Brian M. Lucey
I really despair at times around the rhetoric in the university space. The meme at present is innovation. We are to be the engines of innovation, creating and educating a generation of innovators, leading to an Ireland that is the land of innovators and entrepreneurs. And yet, within the third and fourth level sector, for a variety of reasons, universities are highly conservative and increasingly bureaucratic institutions. I know of no way in which we can have innovation embedded in students without it being embedded in the universities, and we are far from that. Rather than being innovative, universities are increasingly conservative, strangled by bureaucracy, and fearful.
There are good reasons for universities to be conservative. As an institutional group, an industry if you were, they have been phenomenally successful in continuing to exist. Over 600+ years universities have continued to operate with a policy of slow change. That has served them well, in that they have not generally gone with the faddish flow. At times that has meant an increasing disconnect with the rest of the world but eventually both elements come back into alignment. So, innate conservatism as an institution is a feature of the beast.

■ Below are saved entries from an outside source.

use std::cell::RefCell;
use std::path::PathBuf;
use std::rc::Rc;

use serde::{Deserialize, Serialize};
use tracing::{info, warn};
use uuid::Uuid;

use super::{
    dispatch, ChangeListener, Listeners, NewTask, Snapshot, Subscription, TaskMutations,
    TaskSource,
};
use crate::error::{Error, Result};
use crate::kanban::KanbanBoard;
use crate::model::{Project, Task, TaskStatus};

/// Everything the local source persists.
#[derive(Debug, Clone, Default, Serialize, Deserialize)]
pub struct Workspace {
    pub projects: Vec<Project>,
}

impl Workspace {
    fn project(&self, id: &str) -> Result<&Project> {
        self.projects
            .iter()
            .find(|p| p.id == id)
            .ok_or_else(|| Error::ProjectNotFound(id.to_string()))
    }

    fn project_mut(&mut self, id: &str) -> Result<&mut Project> {
        self.projects
            .iter_mut()
            .find(|p| p.id == id)
            .ok_or_else(|| Error::ProjectNotFound(id.to_string()))
    }
}

/// In-process data source over a [`Workspace`], optionally saved to a JSON
/// file after every change.
pub struct LocalSource {
    workspace: RefCell<Workspace>,
    path: Option<PathBuf>,
    listeners: Rc<RefCell<Listeners>>,
}

impl LocalSource {
    pub fn in_memory(workspace: Workspace) -> Self {
        Self {
            workspace: RefCell::new(workspace),
            path: None,
            listeners: Rc::default(),
        }
    }

    /// Open the workspace file at `path`. A missing file starts empty; an
    /// unreadable one is an error so it is never silently overwritten.
    pub fn open(path: impl Into<PathBuf>) -> Result<Self> {
        let path = path.into();
        let workspace = if path.exists() {
            crate::io::load_workspace(&path)?
        } else {
            info!(path = %path.display(), "No workspace file yet, starting empty");
            Workspace::default()
        };
        Ok(Self {
            workspace: RefCell::new(workspace),
            path: Some(path),
            listeners: Rc::default(),
        })
    }

    pub fn projects(&self) -> Vec<Project> {
        self.workspace.borrow().projects.clone()
    }

    pub fn project(&self, id: &str) -> Result<Project> {
        self.workspace.borrow().project(id).cloned()
    }

    pub fn listener_count(&self) -> usize {
        self.listeners.borrow().len()
    }

    pub fn create_project(&self, name: &str) -> Result<Project> {
        let project = Project::new(name.trim());
        self.commit(|ws| {
            ws.projects.push(project.clone());
            Ok(())
        })?;
        Ok(project)
    }

    pub fn rename_project(&self, id: &str, name: &str) -> Result<()> {
        self.commit(|ws| {
            let project = ws.project_mut(id)?;
            project.name = name.trim().to_string();
            project.touch();
            Ok(())
        })
    }

    pub fn delete_project(&self, id: &str) -> Result<()> {
        self.commit(|ws| {
            let before = ws.projects.len();
            ws.projects.retain(|p| p.id != id);
            if ws.projects.len() == before {
                return Err(Error::ProjectNotFound(id.to_string()));
            }
            Ok(())
        })?;
        self.notify(id, Rc::from(Vec::new()));
        Ok(())
    }

    pub fn board(&self, project_id: &str) -> Result<KanbanBoard> {
        Ok(self.workspace.borrow().project(project_id)?.board.clone())
    }

    pub fn update_board(&self, project_id: &str, board: KanbanBoard) -> Result<()> {
        self.commit(|ws| {
            let project = ws.project_mut(project_id)?;
            project.board = board;
            project.touch();
            Ok(())
        })
    }

    /// Replace a project's tasks wholesale, e.g. after a CSV import.
    pub fn replace_tasks(&self, project_id: &str, tasks: Vec<Task>) -> Result<()> {
        self.mutate(project_id, |project| {
            let owner = project.id.clone();
            project.tasks = tasks
                .into_iter()
                .map(|mut t| {
                    t.project_id = owner.clone();
                    t
                })
                .collect();
            Ok(())
        })
    }

    /// Write the workspace to `path` (if file-backed).
    pub fn save(&self) -> Result<()> {
        match &self.path {
            Some(path) => crate::io::save_workspace(&self.workspace.borrow(), path),
            None => Ok(()),
        }
    }

    /// Apply `change` to the workspace and save it.
    ///
    /// If either step fails the workspace is restored, so memory never holds
    /// a change that is not on disk.
    fn commit<R>(&self, change: impl FnOnce(&mut Workspace) -> Result<R>) -> Result<R> {
        let before = self.workspace.borrow().clone();
        let changed = change(&mut self.workspace.borrow_mut());
        let result = changed.and_then(|value| self.save().map(|()| value));
        if let Err(e) = &result {
            warn!(error = %e, "Workspace change not applied");
            *self.workspace.borrow_mut() = before;
        }
        result
    }

    /// Apply `change` to a project, persist, and notify its subscribers.
    fn mutate<R>(
        &self,
        project_id: &str,
        change: impl FnOnce(&mut Project) -> Result<R>,
    ) -> Result<R> {
        let (result, snapshot) = self.commit(|ws| {
            let project = ws.project_mut(project_id)?;
            let result = change(project)?;
            project.touch();
            Ok((result, Snapshot::from(project.tasks.clone())))
        })?;
        self.notify(project_id, snapshot);
        Ok(result)
    }

    fn notify(&self, project_id: &str, snapshot: Snapshot) {
        dispatch(&self.listeners, project_id, &snapshot);
    }
}

impl TaskSource for LocalSource {
    fn fetch_tasks(&self, project_id: &str) -> Result<Snapshot> {
        let ws = self.workspace.borrow();
        Ok(Snapshot::from(ws.project(project_id)?.tasks.clone()))
    }

    fn subscribe(&self, project_id: &str, on_change: ChangeListener) -> Subscription {
        let id = self.listeners.borrow_mut().add(project_id, on_change);
        Subscription::new(id, &self.listeners)
    }
}

impl TaskMutations for LocalSource {
    fn create_task(&self, project_id: &str, new: NewTask) -> Result<Task> {
        self.mutate(project_id, |project| {
            let task = Task {
                id: Uuid::new_v4().to_string(),
                project_id: project.id.clone(),
                title: new.title,
                description: new.description,
                start_date: Some(new.start_date),
                end_date: Some(new.end_date),
                completed: new.status.as_ref().is_some_and(TaskStatus::is_done),
                status: new.status,
            };
            project.tasks.push(task.clone());
            Ok(task)
        })
    }

    fn update_task(&self, task: Task) -> Result<()> {
        let project_id = task.project_id.clone();
        self.mutate(&project_id, |project| {
            let slot = project
                .task_mut(&task.id)
                .ok_or_else(|| Error::TaskNotFound(task.id.clone()))?;
            *slot = task;
            Ok(())
        })
    }

    fn delete_task(&self, project_id: &str, task_id: &str) -> Result<()> {
        self.mutate(project_id, |project| {
            let before = project.tasks.len();
            project.tasks.retain(|t| t.id != task_id);
            if project.tasks.len() == before {
                return Err(Error::TaskNotFound(task_id.to_string()));
            }
            Ok(())
        })
    }

    fn toggle_completed(&self, project_id: &str, task_id: &str) -> Result<bool> {
        self.mutate(project_id, |project| {
            let task = project
                .task_mut(task_id)
                .ok_or_else(|| Error::TaskNotFound(task_id.to_string()))?;
            task.completed = !task.completed;
            Ok(task.completed)
        })
    }

    fn update_status(
        &self,
        project_id: &str,
        task_id: &str,
        status: TaskStatus,
        completed: bool,
    ) -> Result<()> {
        self.mutate(project_id, |project| {
            let task = project
                .task_mut(task_id)
                .ok_or_else(|| Error::TaskNotFound(task_id.to_string()))?;
            task.status = Some(status);
            task.completed = completed;
            Ok(())
        })
    }
}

I suggest that to foster innovation in students, if such even be possible, universities must themselves be innovative. That they are not. True innovation is disruptive, organizationally and sometimes financially costly, and challenging. We need to embrace this.

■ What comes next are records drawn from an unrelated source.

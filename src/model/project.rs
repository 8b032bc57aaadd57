use chrono::{DateTime, Utc};
use serde::{Deserialize, Serialize};
use uuid::Uuid;

use super::task::Task;
use crate::kanban::KanbanBoard;

/// A project: a named task list plus its board layout.
#[derive(Debug, Clone, Serialize, Deserialize)]
pub struct Project {
    pub id: String,
    pub name: String,
    #[serde(default)]
    pub description: String,
    #[serde(default)]
    pub tasks: Vec<Task>,
    #[serde(default)]
    pub board: KanbanBoard,
    pub created: DateTime<Utc>,
    pub modified: DateTime<Utc>,
}

impl Default for Project {
    fn default() -> Self {
        Self {
            id: Uuid::new_v4().to_string(),
            name: "Untitled Project".to_string(),
            description: String::new(),
            tasks: Vec::new(),
            board: KanbanBoard::default(),
            created: Utc::now(),
            modified: Utc::now(),
        }
    }
}

impl Project {
    pub fn new(name: impl Into<String>) -> Self {
        Self {
            name: name.into(),
            ..Default::default()
        }
    }

    /// Touch the modified timestamp.
    pub fn touch(&mut self) {
        self.modified = Utc::now();
    }

    pub fn task_mut(&mut self, id: &str) -> Option<&mut Task> {
        self.tasks.iter_mut().find(|t| t.id == id)
    }
}
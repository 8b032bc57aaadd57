use crate::app::TimelineApp;
use crate::model::Granularity;
use crate::state::ViewAction;
use egui::{menu, RichText, Ui};
use egui_phosphor::regular as icons;

/// Render the top toolbar / menu bar.
pub fn show_toolbar(app: &mut TimelineApp, ui: &mut Ui) {
    menu::bar(ui, |ui| {
        ui.menu_button("  File  ", |ui| {
            if ui.button(format!("{} New Task      Ctrl+N", icons::PLUS)).clicked() {
                app.open_new_task_dialog();
                ui.close_menu();
            }
            ui.separator();
            if ui.button("  Import CSV...").clicked() {
                app.import_csv();
                ui.close_menu();
            }
            if ui.button("  Export CSV...").clicked() {
                app.export_csv();
                ui.close_menu();
            }
            if ui.button("  CSV Format...").clicked() {
                app.show_csv_help = true;
                ui.close_menu();
            }
            ui.separator();
            if ui.button(format!("{} Open Data Folder", icons::FOLDER_OPEN)).clicked() {
                app.open_data_folder();
                ui.close_menu();
            }
        });

        ui.menu_button("  View  ", |ui| {
            let sidebar = if app.view.sidebar_collapsed { "Show Sidebar" } else { "Hide Sidebar" };
            if ui.button(format!("{} {sidebar}", icons::SIDEBAR)).clicked() {
                app.apply_view(ViewAction::ToggleSidebar);
                ui.close_menu();
            }
            if ui.button(format!("{} Share Preview", icons::EYE)).clicked() {
                app.show_share = true;
                ui.close_menu();
            }
        });

        ui.menu_button("  Help  ", |ui| {
            if ui.button("About").clicked() {
                app.show_about = true;
                ui.close_menu();
            }
        });

        ui.separator();

        for granularity in Granularity::ALL {
            let selected = app.view.granularity == granularity;
            if ui.selectable_label(selected, granularity.label()).clicked() && !selected {
                app.apply_view(ViewAction::SetGranularity(granularity));
            }
        }

        ui.separator();

        let timeline = app.view.granularity.scale().is_some();
        ui.add_enabled_ui(timeline, |ui| {
            if ui
                .add_enabled(app.view.can_zoom_out(), egui::Button::new(icons::MAGNIFYING_GLASS_MINUS))
                .on_hover_text("Zoom out (Ctrl -)")
                .clicked()
            {
                app.apply_view(ViewAction::ZoomOut);
            }
            ui.label(RichText::new(format!("{}%", app.view.zoom_percent)).monospace());
            if ui
                .add_enabled(app.view.can_zoom_in(), egui::Button::new(icons::MAGNIFYING_GLASS_PLUS))
                .on_hover_text("Zoom in (Ctrl +)")
                .clicked()
            {
                app.apply_view(ViewAction::ZoomIn);
            }
            if ui
                .button(icons::ARROW_COUNTER_CLOCKWISE)
                .on_hover_text("Reset zoom (Ctrl 0)")
                .clicked()
            {
                app.apply_view(ViewAction::ResetZoom);
            }
        });

        // Right-aligned project name
        ui.with_layout(egui::Layout::right_to_left(egui::Align::Center), |ui| {
            if ui.button(format!("{} Add Task", icons::PLUS)).clicked() {
                app.open_new_task_dialog();
            }
            if let Some(project) = app.selected_project() {
                ui.label(RichText::new(project.name).size(11.0).weak());
            }
        });
    });
}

Innovative organizations act like venture capital companies internally. That is to say, they back lots of initiatives, knowing the great majority will fail miserably, some will limp along, a few do ok and a very few might be successes. Internally failure is punished by lack of promotion and ignoring of future ideas. Beyond that we face an external environment hostile to failure, dominated by a civil service wherein the path to promotion is paved with inertia. Imagine the carping wails from media commentators, publicity seeking minor political hacks and mandarins whose idea of innovation is to have grey socks instead of black were a university president to ruck up and say “yep, we failed big-time in this, and boy did we learn. We are going to be so much better for this“. They would tune out after the second word, not so much rushing to judgement as oozing prejudicially towards it. Until we see the monies spent on failed courses, bust initiatives, and imploding centers as investments and not “waste” then we cannot expect universities to take the plunge. This isnt a wasters charter – its a need for a new mindset in the finders and a courageous mindset in those funded.This runs internally also. So if we want to foster innovation in students we need to learn to accept massive, continual failure. Else, we simply will avoid the consequences by inertia. If you do nothing you run no risk of failing in doing something.

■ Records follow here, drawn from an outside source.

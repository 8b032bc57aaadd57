pub mod project;
pub mod task;
pub mod timeline;

pub use project::Project;
pub use task::{Task, TaskStatus};
pub use timeline::{DateSpan, Granularity, Period, TimelineScale};
//! Tracing subscriber initialization.
//!
//! The app is a GUI, so logs go to a file in the data directory. Set
//! `RUST_LOG` to change the level (default `info`).

use std::path::{Path, PathBuf};
use thiserror::Error;

#[derive(Debug, Error)]
pub enum LoggingError {
    #[error("failed to create log directory at {path:?}: {source}")]
    DirectoryCreation {
        path: PathBuf,
        #[source]
        source: std::io::Error,
    },

    /// No file name component.
    #[error("invalid log file path: {0:?}")]
    InvalidPath(PathBuf),

    #[error("log path has no parent directory: {0:?}")]
    NoParentDirectory(PathBuf),

    #[error("tracing subscriber already initialized")]
    SubscriberAlreadySet,
}

/// Install the global subscriber writing to `log_path`.
///
/// The log directory is created if missing, even when the subscriber turns
/// out to be already set.
pub fn init(log_path: &Path) -> Result<(), LoggingError> {
    use tracing_subscriber::EnvFilter;

    let directory = log_path
        .parent()
        .filter(|p| !p.as_os_str().is_empty())
        .ok_or_else(|| LoggingError::NoParentDirectory(log_path.to_path_buf()))?;
    std::fs::create_dir_all(directory).map_err(|source| LoggingError::DirectoryCreation {
        path: directory.to_path_buf(),
        source,
    })?;

    let file_name = log_path
        .file_name()
        .and_then(|n| n.to_str())
        .ok_or_else(|| LoggingError::InvalidPath(log_path.to_path_buf()))?;

    let file_appender = tracing_appender::rolling::never(directory, file_name);
    let env_filter = EnvFilter::try_from_default_env().unwrap_or_else(|_| EnvFilter::new("info"));

    tracing_subscriber::fmt()
        .with_env_filter(env_filter)
        .with_writer(file_appender)
        .with_ansi(false)
        .try_init()
        .map_err(|_| LoggingError::SubscriberAlreadySet)
}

The disruptive element is also absent, perhaps for the reasons outlined. Looking at the university sector in ireland it is in most ways the same as it was when I entered as an undergraduate in 1981. To each of the following questions there are exceptions of course but we need to ask some hard questions across the board.
- For the most part irish academics work in disciplinary silos, where funding and promotion are vertical and where each silo is forced into a hobbesian war of all against all for a slice of the pie. We have very little horizontal interaction save by chance, and few academics work outside their area. Teaching and research are mostly within schools or maybe faculties. This is bureaucratically easy to manage but hardly fosters a sense of intellectual cross fertilization. Where are the cross disciplinary units? What are the ways we reward initiatives which seek to break traditional boundaries? Where are the chairs in Public Engagement with Art, in Science Communication, in Sustainable Finance….?
- We teach, more or less, as we have always done. Powerpoint (or Beamer if you are an economist who thinks that making things more difficult for oneself is a mark of a ma) has replaced the chalkboard but that it for the most part. Where are the flipped classrooms? Where is the drive to ensure student participation via the use of clickers and instant feedback? Where is the online presence, and not just in MOOCs? Where is the push for inquiry based learning? What role do we have for open learning?
- We run the danger, both from self interest and from fiscal interest, in skewing more and more towards one side of the dyad. Universities are or should be about teaching and research. As less and less, proportionally, money comes following students a source of funds that is more and more tapped is that for research. Combine that with the reality that in the modern environment research is the key to mobility (as I think it should be) and the skew is in. But research alone is sterile and teaching without research is mere scholasticism. Where is the innovation in ensuring that both are honoured at the individual and organizational level? Where are the teaching intensive tracks, not the punitive approaches taken for “failed” researchers that we see in the UK and Australia but ones that allow gifted teachers to excel and be rewarded (while still doing some research just as even the most gifted researcher must face a student now and again)?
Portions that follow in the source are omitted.